Secondly, clustering techniques are used to group individuals according to these features, reflecting their common activity patterns, so that focused models can be learnt for each group. Finally, possible associations between an individual's set of digital biomarkers and their genotypes will be explored, using statistical GWAS techniques (Genome-wide association studies), to try and explain correlations between activity patterns and certain genetics mutations.
Project aims
The main aim is to demonstrate that signals collected from personal devices by individuals over a period of time, suitably combined with a person’s genotype information as well as other clinical and self-reported features, can be successfully used to train machine learning models for the prediction of certain metabolic diseases, primarily type 2 diabetes and cardiovascular disease.
The main dataset for this study is the UK Biobank, where about 100,000 participants have contributed 1-week worth of activity tracking data over a period of several years. Genotypes and a wealth of clinically assessed as well as self-reporting data is also available for these individuals, making this an ideal testbed for the project.

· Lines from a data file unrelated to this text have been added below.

use std::time::Instant;

use anyhow::{Result, bail};
use log::{info, warn};
use typst::layout::PagedDocument;
use typst_pdf::PdfOptions;

use crate::world::ArchiveWorld;

/// Compile the world's main source into a paged document.
pub fn compile_document(world: &ArchiveWorld) -> Result<PagedDocument> {
    let start = Instant::now();
    let warned = typst::compile::<PagedDocument>(world);

    for warning in &warned.warnings {
        warn!("typst warning: {}", warning.message);
    }

    let document = match warned.output {
        Ok(doc) => doc,
        Err(errors) => {
            for err in &errors {
                warn!("typst error: {}", err.message);
            }
            bail!("typst compilation failed with {} error(s)", errors.len());
        }
    };

    if document.pages.is_empty() {
        bail!("[BUG] typst produced no pages");
    }
    info!(
        "render: compiled {} page(s) in {:.1}ms",
        document.pages.len(),
        start.elapsed().as_secs_f64() * 1000.0
    );
    Ok(document)
}

/// Encode a compiled document as PDF bytes.
pub fn export_pdf(document: &PagedDocument) -> Result<Vec<u8>> {
    let start = Instant::now();
    let bytes = typst_pdf::pdf(document, &PdfOptions::default()).map_err(|errors| {
        let messages: Vec<String> = errors.iter().map(|e| e.message.to_string()).collect();
        anyhow::anyhow!("PDF export failed: {}", messages.join("; "))
    })?;
    info!(
        "render: exported {} bytes of PDF in {:.1}ms",
        bytes.len(),
        start.elapsed().as_secs_f64() * 1000.0
    );
    Ok(bytes)
}
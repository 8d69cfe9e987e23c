//! One article, start to finish: load, stabilize, decompose, pack, assemble.

use std::path::PathBuf;
use std::time::{Duration, Instant};

use log::{debug, info};

use crate::article::{Article, ArticleSummary, sanitize_filename};
use crate::artifact::CaptureSession;
use crate::cancel::CancelToken;
use crate::capability::{
    ArtifactStore, Browser, DocumentAssembler, FitBox, PageBudget, Renderer, TabGuard,
};
use crate::config::CaptureConfig;
use crate::drain::ArchiveSettings;
use crate::error::ArchiveError;
use crate::pack::{Page, pack};
use crate::segment::decompose;
use crate::stabilize::wait_until_stable;

/// Wait for `view` to finish loading, or sleep `fallback` if it cannot say.
pub(crate) fn settle<R: Renderer>(
    view: &mut R,
    fallback: Duration,
    cancel: &CancelToken,
) -> Result<(), ArchiveError> {
    if view
        .wait_until_ready()
        .map_err(ArchiveError::renderer("wait for page load"))?
    {
        return Ok(());
    }
    debug!("pipeline: no readiness signal, pausing {}ms", fallback.as_millis());
    cancel.sleep(fallback)
}

/// Capture `article` into a document.
///
/// The tab and every captured image are released before this returns,
/// whether it succeeds or not.
pub fn process_article<B, S, A>(
    browser: &mut B,
    store: &mut S,
    assembler: &mut A,
    article: &Article,
    settings: &ArchiveSettings,
    cancel: &CancelToken,
) -> Result<ArticleSummary, ArchiveError>
where
    B: Browser,
    S: ArtifactStore,
    A: DocumentAssembler,
{
    let start = Instant::now();
    cancel.check()?;

    let tab = browser
        .open_tab()
        .map_err(ArchiveError::renderer("open tab"))?;
    let mut tab = TabGuard::new(tab, article.href.as_str());

    tab.navigate(&article.href)
        .map_err(|source| ArchiveError::NavigationFailure {
            href: article.href.clone(),
            source,
        })?;
    settle(&mut *tab, settings.pacing.load_settle, cancel)?;
    wait_until_stable(&mut *tab, &settings.poll, cancel)?;

    let root = tab
        .query_node(&settings.source.content_selector, None)
        .map_err(ArchiveError::renderer("find content root"))?
        .ok_or(ArchiveError::EmptyContent)?;

    let mut session = CaptureSession::new(store);
    let segments = decompose(
        &mut *tab,
        &root,
        &mut session,
        &settings.decompose(),
        cancel,
    )?;
    let pages = pack(segments, settings.capture.height)?;

    let name = sanitize_filename(&article.title);
    let document = assemble(assembler, &name, &article.author, &pages, settings.capture)
        .map_err(|source| ArchiveError::AssemblyFailure {
            name: name.clone(),
            source,
        })?;

    info!(
        "pipeline: '{}' completed in {:.1}ms ({} pages, {} captures)",
        article.title,
        start.elapsed().as_secs_f64() * 1000.0,
        pages.len(),
        session.len()
    );
    Ok(ArticleSummary::new(article, document))
}

fn assemble<A: DocumentAssembler>(
    assembler: &mut A,
    name: &str,
    author: &str,
    pages: &[Page],
    capture: CaptureConfig,
) -> anyhow::Result<PathBuf> {
    let budget = PageBudget {
        width: capture.width,
        height: capture.height,
    };
    let mut doc = assembler.open(name, author)?;
    for page in pages {
        assembler.append_page(&mut doc, budget)?;
        for segment in &page.segments {
            // Never taller than the page.
            let fit = FitBox {
                width: budget.width,
                height: segment.height.min(budget.height),
            };
            assembler.place_image(&mut doc, &segment.artifact, fit)?;
        }
    }
    assembler.finalize(doc)
}
use std::path::PathBuf;

use anyhow::Result;
use clap::{Parser, Subcommand};
use log::{info, warn};

use queuepress::config::{self, Config};
use queuepress::error::ArchiveError;
use queuepress::sync::{self, DeviceTarget};

#[derive(Parser)]
#[command(
    name = "queuepress",
    about = "Archive a web reading queue into paginated image PDFs for e-readers"
)]
struct Cli {
    #[command(subcommand)]
    command: Option<Command>,

    /// Log output file path (logs go to stderr otherwise, filtered by RUST_LOG)
    #[arg(long, global = true)]
    log: Option<PathBuf>,

    /// Viewport and page width in px
    #[arg(long, global = true)]
    width: Option<u32>,

    /// Viewport and page height in px
    #[arg(long, global = true)]
    height: Option<u32>,

    /// Directory the PDFs are written to
    #[arg(short, long, global = true)]
    output: Option<PathBuf>,

    /// Run Chromium without a window
    #[arg(long, global = true)]
    headless: bool,

    /// Do not copy the documents to the device afterwards
    #[arg(long, global = true)]
    no_sync: bool,

    /// Keep documents from earlier runs in the output directory
    #[arg(long, global = true)]
    no_rotate: bool,
}

#[derive(Subcommand)]
enum Command {
    /// Archive every queued article, then sync (default)
    Archive,
    /// Print the queued articles without touching them
    List,
    /// Copy the output directory to the device
    Sync,
}

fn main() {
    let cli = Cli::parse();

    if let Err(e) = init_logging(cli.log.as_ref()) {
        eprintln!("Error: {e:#}");
        std::process::exit(1);
    }

    let mut cfg = match config::load_config() {
        Ok(c) => c,
        Err(e) => {
            eprintln!("Error: {e:#}");
            std::process::exit(1);
        }
    };
    cfg.merge_cli(cli.width, cli.height, cli.output, cli.headless);
    let config = cfg.resolve();

    let result = match cli.command.unwrap_or(Command::Archive) {
        Command::Archive => cmd_archive(&config, !cli.no_rotate, !cli.no_sync),
        Command::List => cmd_list(&config),
        Command::Sync => cmd_sync(&config),
    };

    if let Err(e) = result {
        eprintln!("Error: {e:#}");
        std::process::exit(1);
    }
}

fn init_logging(log: Option<&PathBuf>) -> Result<()> {
    if let Some(path) = log {
        let file = std::fs::File::create(path)
            .map_err(|e| anyhow::anyhow!("failed to open log file {}: {e}", path.display()))?;
        env_logger::Builder::from_default_env()
            .target(env_logger::Target::Pipe(Box::new(file)))
            .init();
    } else {
        env_logger::Builder::from_env(env_logger::Env::default().default_filter_or("info")).init();
    }
    Ok(())
}

#[cfg(feature = "chrome")]
fn cmd_archive(config: &Config, rotate: bool, sync_after: bool) -> Result<()> {
    use anyhow::Context;
    use queuepress::artifact::FsArtifactStore;
    use queuepress::cancel::{self, CancelToken};
    use queuepress::chrome::ChromeBrowser;
    use queuepress::pdf::TypstAssembler;

    cancel::install_sigint_handler()?;
    let cancel = CancelToken::with_sigint();

    sync::ensure_dirs(&[
        &config.output_dir,
        &config.scratch_dir,
        &config.browser.user_data_dir,
    ])?;
    if rotate {
        sync::rotate_output(&config.output_dir, &config.previous_dir)?;
    }

    let mut store = FsArtifactStore::open(&config.scratch_dir)?;
    let mut assembler = TypstAssembler::new(&config.output_dir)?;
    let mut browser = ChromeBrowser::launch(&config.browser, config.archive.capture)?;

    let result = queuepress::archive_queue(
        &mut browser,
        &mut store,
        &mut assembler,
        &config.archive,
        &cancel,
    );
    if let Err(e) = browser.shutdown() {
        warn!("main: {e:#}");
    }
    let report = result.context("archive run failed")?;

    for summary in &report.archived {
        eprintln!(
            "archived: {} ({}) -> {}",
            summary.title,
            summary.author,
            summary.document.display()
        );
    }
    for skipped in &report.skipped {
        eprintln!(
            "skipped:  {} ({}): {}",
            skipped.article.title,
            skipped.article.href,
            skipped.error.chain()
        );
    }
    eprintln!(
        "{} archived, {} skipped",
        report.archived.len(),
        report.skipped.len()
    );

    if sync_after {
        cmd_sync(config)?;
    }
    Ok(())
}

#[cfg(feature = "chrome")]
fn cmd_list(config: &Config) -> Result<()> {
    use queuepress::cancel::{self, CancelToken};
    use queuepress::chrome::ChromeBrowser;

    cancel::install_sigint_handler()?;
    let cancel = CancelToken::with_sigint();
    sync::ensure_dirs(&[&config.browser.user_data_dir])?;

    let mut browser = ChromeBrowser::launch(&config.browser, config.archive.capture)?;
    let result = queuepress::drain::list_queue(&mut browser, &config.archive, &cancel);
    if let Err(e) = browser.shutdown() {
        warn!("main: {e:#}");
    }
    for article in result? {
        println!("{}\t{}\t{}", article.title, article.author, article.href);
    }
    Ok(())
}

#[cfg(not(feature = "chrome"))]
fn cmd_archive(_config: &Config, _rotate: bool, _sync_after: bool) -> Result<()> {
    anyhow::bail!("queuepress was built without the `chrome` feature")
}

#[cfg(not(feature = "chrome"))]
fn cmd_list(_config: &Config) -> Result<()> {
    anyhow::bail!("queuepress was built without the `chrome` feature")
}

fn cmd_sync(config: &Config) -> Result<()> {
    let target = DeviceTarget::new(&config.device.root, config.device.subdir.as_str());
    match sync::sync_output(&target, &config.output_dir) {
        Ok(copied) => {
            info!("main: synced {copied} document(s)");
            Ok(())
        }
        Err(e) => match e.downcast_ref::<ArchiveError>() {
            Some(ArchiveError::SyncUnavailable { path }) => {
                eprintln!("device not found at {}, skipping sync", path.display());
                Ok(())
            }
            _ => Err(e),
        },
    }
}
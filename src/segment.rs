//! Segment decomposition: split a rendered content tree into captures that
//! each fit on one output page.
//!
//! A node that fits is captured whole (its children are never inspected); a
//! node that is too tall contributes nothing itself and is replaced by its
//! children, recursively. Invisible and decorative nodes (zero height or
//! narrower than `min_width`) are dropped with their subtree.

use std::time::Instant;

use log::{debug, info, trace, warn};

use crate::artifact::CaptureSession;
use crate::cancel::CancelToken;
use crate::capability::{ArtifactRef, ArtifactStore, Renderer};
use crate::error::ArchiveError;

#[derive(Debug, Clone)]
pub struct DecomposeSettings {
    /// Tallest node captured as one image (the page height).
    pub max_segment_height: u32,
    /// Nodes narrower than this are treated as decoration.
    pub min_width: u32,
    /// Recursion ceiling for pathological wrapper chains.
    pub max_depth: usize,
}

/// One captured piece of the document.
#[derive(Debug, Clone, PartialEq, Eq)]
pub struct Segment {
    pub artifact: ArtifactRef,
    pub height: u32,
}

#[derive(Default)]
struct Stats {
    captured: u32,
    degenerate: u32,
    capture_failures: u32,
    lost_tall_leaves: u32,
}

struct Decomposer<'a, 's, R: Renderer, S: ArtifactStore> {
    view: &'a mut R,
    session: &'a mut CaptureSession<'s, S>,
    settings: &'a DecomposeSettings,
    cancel: &'a CancelToken,
    out: Vec<Segment>,
    stats: Stats,
}

/// Decompose `root` into segments in document order.
///
/// Captures are stored through `session`, which owns them from here on.
/// A failed capture of one node is logged and skipped; running past
/// `max_depth` fails the whole decomposition.
pub fn decompose<R: Renderer, S: ArtifactStore>(
    view: &mut R,
    root: &R::Node,
    session: &mut CaptureSession<'_, S>,
    settings: &DecomposeSettings,
    cancel: &CancelToken,
) -> Result<Vec<Segment>, ArchiveError> {
    let start = Instant::now();
    let mut decomposer = Decomposer {
        view,
        session,
        settings,
        cancel,
        out: Vec::new(),
        stats: Stats::default(),
    };
    decomposer.visit(root, 0)?;

    let Decomposer { out, stats, .. } = decomposer;
    info!(
        "segment: decompose completed in {:.1}ms ({} segments, {} degenerate, {} capture failures, {} uncapturable)",
        start.elapsed().as_secs_f64() * 1000.0,
        stats.captured,
        stats.degenerate,
        stats.capture_failures,
        stats.lost_tall_leaves
    );
    Ok(out)
}

impl<R: Renderer, S: ArtifactStore> Decomposer<'_, '_, R, S> {
    fn visit(&mut self, node: &R::Node, depth: usize) -> Result<(), ArchiveError> {
        self.cancel.check()?;
        if depth > self.settings.max_depth {
            return Err(ArchiveError::DecompositionTooDeep {
                limit: self.settings.max_depth,
            });
        }

        let geometry = match self.view.geometry(node) {
            Ok(g) => g,
            Err(e) => {
                self.capture_failed(depth, ArchiveError::CaptureFailure { source: e });
                return Ok(());
            }
        };
        trace!(
            "segment: depth {depth}, {}x{}px",
            geometry.width, geometry.height
        );

        if geometry.height == 0 || geometry.width < self.settings.min_width {
            self.stats.degenerate += 1;
            return Ok(());
        }

        if geometry.height <= self.settings.max_segment_height {
            match self.capture(node) {
                Ok(artifact) => {
                    self.stats.captured += 1;
                    self.out.push(Segment {
                        artifact,
                        height: geometry.height,
                    });
                }
                Err(e) => self.capture_failed(depth, e),
            }
            return Ok(());
        }

        let children = match self.view.children(node) {
            Ok(c) => c,
            Err(e) => {
                self.capture_failed(depth, ArchiveError::CaptureFailure { source: e });
                return Ok(());
            }
        };
        if children.is_empty() {
            // Too tall to capture and nothing to split into. Content is lost.
            self.stats.lost_tall_leaves += 1;
            warn!(
                "segment: dropping {}px node at depth {depth}: taller than {}px and has no children",
                geometry.height, self.settings.max_segment_height
            );
            return Ok(());
        }
        debug!(
            "segment: splitting {}px node at depth {depth} into {} children",
            geometry.height,
            children.len()
        );
        for child in &children {
            self.visit(child, depth + 1)?;
        }
        Ok(())
    }

    fn capture(&mut self, node: &R::Node) -> Result<ArtifactRef, ArchiveError> {
        let png = self
            .view
            .capture(node)
            .map_err(|source| ArchiveError::CaptureFailure { source })?;
        self.session
            .record(&png)
            .map_err(|source| ArchiveError::CaptureFailure { source })
    }

    fn capture_failed(&mut self, depth: usize, err: ArchiveError) {
        self.stats.capture_failures += 1;
        warn!(
            "segment: skipping node at depth {depth}: {:#}",
            anyhow::Error::new(err)
        );
    }
}
use std::collections::HashMap;
use std::path::PathBuf;

use typst::diag::{FileError, FileResult};
use typst::foundations::{Bytes, Datetime};
use typst::syntax::{FileId, Source, VirtualPath};
use typst::text::{Font, FontBook};
use typst::utils::LazyHash;
use typst::{Library, LibraryExt, World};
use typst_kit::fonts::{FontSearcher, FontSlot, Fonts};

/// Fonts loaded once per process and shared by every document build.
///
/// Only embedded fonts are used: the documents are images plus metadata, so
/// a system font scan would cost startup time for nothing.
pub struct FontCache {
    book: LazyHash<FontBook>,
    fonts: Vec<FontSlot>,
}

impl Default for FontCache {
    fn default() -> Self {
        Self::new()
    }
}

impl FontCache {
    pub fn new() -> Self {
        let Fonts { book, fonts } = FontSearcher::new().include_system_fonts(false).search();
        Self {
            book: LazyHash::new(book),
            fonts,
        }
    }
}

/// The Typst world for one archived document.
///
/// Serves a single virtual `/main.typ` plus the captured PNGs it references,
/// each mounted under a virtual name and read from disk on demand.
pub struct ArchiveWorld<'a> {
    library: LazyHash<Library>,
    fonts: &'a FontCache,
    main_id: FileId,
    main_source: Source,
    images: HashMap<FileId, PathBuf>,
}

impl<'a> ArchiveWorld<'a> {
    /// - `main_text`: complete Typst markup of the document
    /// - `images`: `(virtual name, file on disk)` pairs referenced by the markup
    pub fn new(main_text: &str, images: &[(String, PathBuf)], fonts: &'a FontCache) -> Self {
        let main_id = FileId::new(None, VirtualPath::new("main.typ"));
        let main_source = Source::new(main_id, main_text.to_string());
        let images = images
            .iter()
            .map(|(name, path)| (FileId::new(None, VirtualPath::new(name)), path.clone()))
            .collect();

        Self {
            library: LazyHash::new(Library::default()),
            fonts,
            main_id,
            main_source,
            images,
        }
    }
}

impl World for ArchiveWorld<'_> {
    fn library(&self) -> &LazyHash<Library> {
        &self.library
    }

    fn book(&self) -> &LazyHash<FontBook> {
        &self.fonts.book
    }

    fn main(&self) -> FileId {
        self.main_id
    }

    fn source(&self, id: FileId) -> FileResult<Source> {
        if id == self.main_id {
            Ok(self.main_source.clone())
        } else {
            Err(FileError::NotFound(id.vpath().as_rootless_path().into()))
        }
    }

    fn file(&self, id: FileId) -> FileResult<Bytes> {
        if id == self.main_id {
            return Ok(Bytes::from_string(self.main_source.clone()));
        }
        let path = self
            .images
            .get(&id)
            .ok_or_else(|| FileError::NotFound(id.vpath().as_rootless_path().into()))?;
        let data = std::fs::read(path).map_err(|e| FileError::from_io(e, path))?;
        Ok(Bytes::new(data))
    }

    fn font(&self, index: usize) -> Option<Font> {
        self.fonts.fonts.get(index)?.get()
    }

    fn today(&self, _offset: Option<i64>) -> Option<Datetime> {
        None
    }
}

Diagnoses of metabolic diseases for a fraction of these participants, along with their possible complications as documented by secondary care records (i.e., hospital admission events), provide the necessary ground truth used to experiment with a variety of predictive models, and ultimately to measure the success of the project.
Applications
The outcomes of this pilot project will inform emerging preventive and personalised healthcare practices. The project will also help address problems of data quality that currently limit the adoption of wearable sensing devices for medical use. It will suggest best practices for data collection to improve the standards of data completeness and reliability to the levels required by learning algorithms.